Dans quelle situation la souris peut elle battre le chat d’après vous ? La réponse nous est apportée par une magnifique campagne print indienne : la « mouse » bat le « cat » au Scrabble, car elle rapporte plus de points. En effet, dans ce jeu la valeur d’un mot ne réside pas dans sa signification mais dans son orthographe. La valeur attribuée traditionnellement à chaque chose s’en trouve ainsi renversée.

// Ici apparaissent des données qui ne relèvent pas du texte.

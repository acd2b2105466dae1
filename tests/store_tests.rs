mod common;

use common::{entry, mood};
use diaryfold::{reduce, Action, Emotion, EntryStore, Event, Journal};
use serde_json::json;

#[test]
fn test_create_on_empty_store() {
    let mut store = EntryStore::new();
    let id = store.create("a", "hi", Emotion::BEST);

    assert_eq!(id, 0);
    assert_eq!(store.len(), 1);
    let first = &store.entries()[0];
    assert_eq!(first.id, 0);
    assert_eq!(first.author, "a");
    assert_eq!(first.content, "hi");
    assert_eq!(first.emotion, Emotion::BEST);
    assert!(first.created_date > 0);

    let stats = *store.analytics();
    assert_eq!(stats.good_count, 1);
    assert_eq!(stats.bad_count, 0);
    assert_eq!(stats.good_ratio, 100.0);
}

#[test]
fn test_create_prepends_newest_first() {
    let mut store = EntryStore::new();
    store.create("a", "x", mood(1));
    store.create("b", "y", mood(5));

    let entries = store.entries();
    assert_eq!(entries.len(), 2);
    assert_eq!(entries[0].id, 1);
    assert_eq!(entries[0].author, "b");
    assert_eq!(entries[0].content, "y");
    assert_eq!(entries[1].id, 0);
    assert_eq!(entries[1].content, "x");

    let stats = *store.analytics();
    assert_eq!((stats.good_count, stats.bad_count), (1, 1));
    assert_eq!(stats.good_ratio, 50.0);
}

#[test]
fn test_create_keeps_relative_order_of_others() {
    let mut store = EntryStore::new();
    store.init(vec![entry(10, "a", "one", 3), entry(11, "b", "two", 2)]);
    store.create("c", "three", mood(4));

    let ids: Vec<_> = store.entries().iter().map(|e| e.id).collect();
    assert_eq!(ids, vec![0, 10, 11]);
}

#[test]
fn test_create_stamps_event_time() {
    let journal = reduce(
        Journal::default(),
        Event::at(
            Action::Create {
                author: "a".into(),
                content: "hi".into(),
                emotion: mood(2),
            },
            42,
        ),
    );
    assert_eq!(journal.entries[0].created_date, 42);
}

#[test]
fn test_init_replaces_verbatim() {
    let mut store = EntryStore::new();
    store.create("old", "gone soon", mood(3));

    let batch = vec![entry(7, "a", "x", 1), entry(3, "b", "y", 5), entry(9, "c", "z", 3)];
    store.init(batch.clone());
    assert_eq!(store.entries(), batch.as_slice());
}

#[test]
fn test_init_does_not_advance_counter() {
    let mut store = EntryStore::new();
    store.init(vec![entry(100, "a", "x", 1), entry(101, "b", "y", 2)]);
    assert_eq!(store.next_id(), 0);

    let id = store.create("c", "z", mood(3));
    assert_eq!(id, 0);
}

#[test]
fn test_create_after_seeded_batch_continues_counter() {
    let mut store = EntryStore::new();
    let batch: Vec<_> = (0..20)
        .map(|_| {
            let id = store.reserve_id();
            entry(id, "seed", "body", 3)
        })
        .collect();
    store.init(batch);
    assert_eq!(store.len(), 20);

    let id = store.create("a", "fresh", mood(4));
    assert_eq!(id, 20);
    assert_eq!(store.entries()[0].id, 20);
}

#[test]
fn test_remove_existing() {
    let mut store = EntryStore::new();
    store.init(vec![entry(0, "a", "x", 1), entry(1, "b", "y", 2), entry(2, "c", "z", 3)]);
    store.remove(1);

    let ids: Vec<_> = store.entries().iter().map(|e| e.id).collect();
    assert_eq!(ids, vec![0, 2]);
}

#[test]
fn test_remove_absent_is_noop() {
    let mut store = EntryStore::new();
    let batch = vec![entry(0, "a", "x", 1), entry(1, "b", "y", 2), entry(2, "c", "z", 3)];
    store.init(batch.clone());
    store.remove(99);
    assert_eq!(store.entries(), batch.as_slice());
}

#[test]
fn test_remove_is_idempotent() {
    let mut store = EntryStore::new();
    store.init(vec![entry(0, "a", "x", 1), entry(1, "b", "y", 2)]);
    store.remove(0);
    let once = store.entries().to_vec();
    store.remove(0);
    assert_eq!(store.entries(), once.as_slice());
}

#[test]
fn test_removed_id_is_never_reused() {
    let mut store = EntryStore::new();
    let first = store.create("a", "x", mood(1));
    store.remove(first);
    let second = store.create("a", "y", mood(1));
    assert_ne!(first, second);
    assert_eq!(second, 1);
}

#[test]
fn test_edit_changes_only_content() {
    let mut store = EntryStore::new();
    store.init(vec![entry(0, "a", "x", 1), entry(1, "b", "y", 5)]);
    let before = store.entries().to_vec();

    store.edit(1, "rewritten");

    let after = store.entries();
    assert_eq!(after.len(), 2);
    assert_eq!(after[0], before[0]);
    assert_eq!(after[1].content, "rewritten");
    assert_eq!(after[1].id, before[1].id);
    assert_eq!(after[1].author, before[1].author);
    assert_eq!(after[1].emotion, before[1].emotion);
    assert_eq!(after[1].created_date, before[1].created_date);
}

#[test]
fn test_edit_twice_keeps_order() {
    let mut store = EntryStore::new();
    store.init(vec![entry(0, "a", "x", 1), entry(1, "b", "y", 5), entry(2, "c", "z", 3)]);
    let ids_before: Vec<_> = store.entries().iter().map(|e| e.id).collect();

    store.edit(1, "first edit");
    store.edit(1, "second edit");

    let ids_after: Vec<_> = store.entries().iter().map(|e| e.id).collect();
    assert_eq!(ids_before, ids_after);
    assert_eq!(store.get(1).unwrap().content, "second edit");
}

#[test]
fn test_edit_absent_is_noop() {
    let mut store = EntryStore::new();
    let batch = vec![entry(0, "a", "x", 1)];
    store.init(batch.clone());
    store.edit(5, "nobody home");
    assert_eq!(store.entries(), batch.as_slice());
}

#[test]
fn test_counter_only_advances_on_create() {
    let mut store = EntryStore::new();
    store.create("a", "x", mood(1));
    store.create("a", "y", mood(1));
    assert_eq!(store.next_id(), 2);

    store.edit(0, "changed");
    store.remove(1);
    store.remove(1);
    store.init(vec![]);
    assert_eq!(store.next_id(), 2);
}

#[test]
fn test_dispatch_value_create() {
    let mut store = EntryStore::new();
    let entries = store
        .dispatch_value(json!({"type": "CREATE", "author": "kim", "content": "sunny", "emotion": 4}))
        .unwrap();
    assert_eq!(entries.len(), 1);
    assert_eq!(entries[0].author, "kim");
    assert_eq!(entries[0].emotion, mood(4));
}

#[test]
fn test_dispatch_value_unknown_tag_leaves_store_untouched() {
    let mut store = EntryStore::new();
    store.init(vec![entry(0, "a", "x", 1)]);

    let result = store.dispatch_value(json!({"type": "ARCHIVE", "targetId": 0, "newContent": "y"}));
    assert!(result.is_err());
    assert_eq!(store.get(0).unwrap().content, "x");
}

#[test]
fn test_journal_tracks_counter() {
    let mut store = EntryStore::new();
    store.create("a", "x", mood(1));
    assert_eq!(store.journal().counter.peek(), 1);
    assert_eq!(store.journal().entries.len(), 1);
}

Une idée dont la puissance réside dans sa simplicité et sa parfaite justesse avec ce qui fait la singularité de ce jeu. Un traité créatif qui renforce encore l’idée en l’illustrant littéralement. Une baseline qui conclut le tout : « The surprising power of words ». Bref, du grand art au service d’un jeu de société crée en 1931 et vendu dans 121 pays, mais qui désormais passe pour passablement ennuyeux et souffre d’une image un peu vieillotte.

En effet, quand on pense Scrabble, on ne peut s’empêcher de visualiser les tables de jeu des maisons de retraite avec des mamies prenant le thé, concentrées comme pas deux sur leurs petites lettres en plastique, avec la pendule de l’horloge pour fond sonore… Le syndrome « des chiffres et des lettres » en quelque sorte.

Et justement cette campagne, par son ton démonstratif et son traité illustratif dépoussière d’un coup ce jeu en le mettant en scène sous un angle totalement inédit : l’inversion des rôles. Une manière de revisiter la règle du jeu en la rendant plus spectaculaire et ludique. Une façon aussi de sortir du traditionnel cœur de cible plutôt senior, et d’aller chercher des joueurs plus jeunes.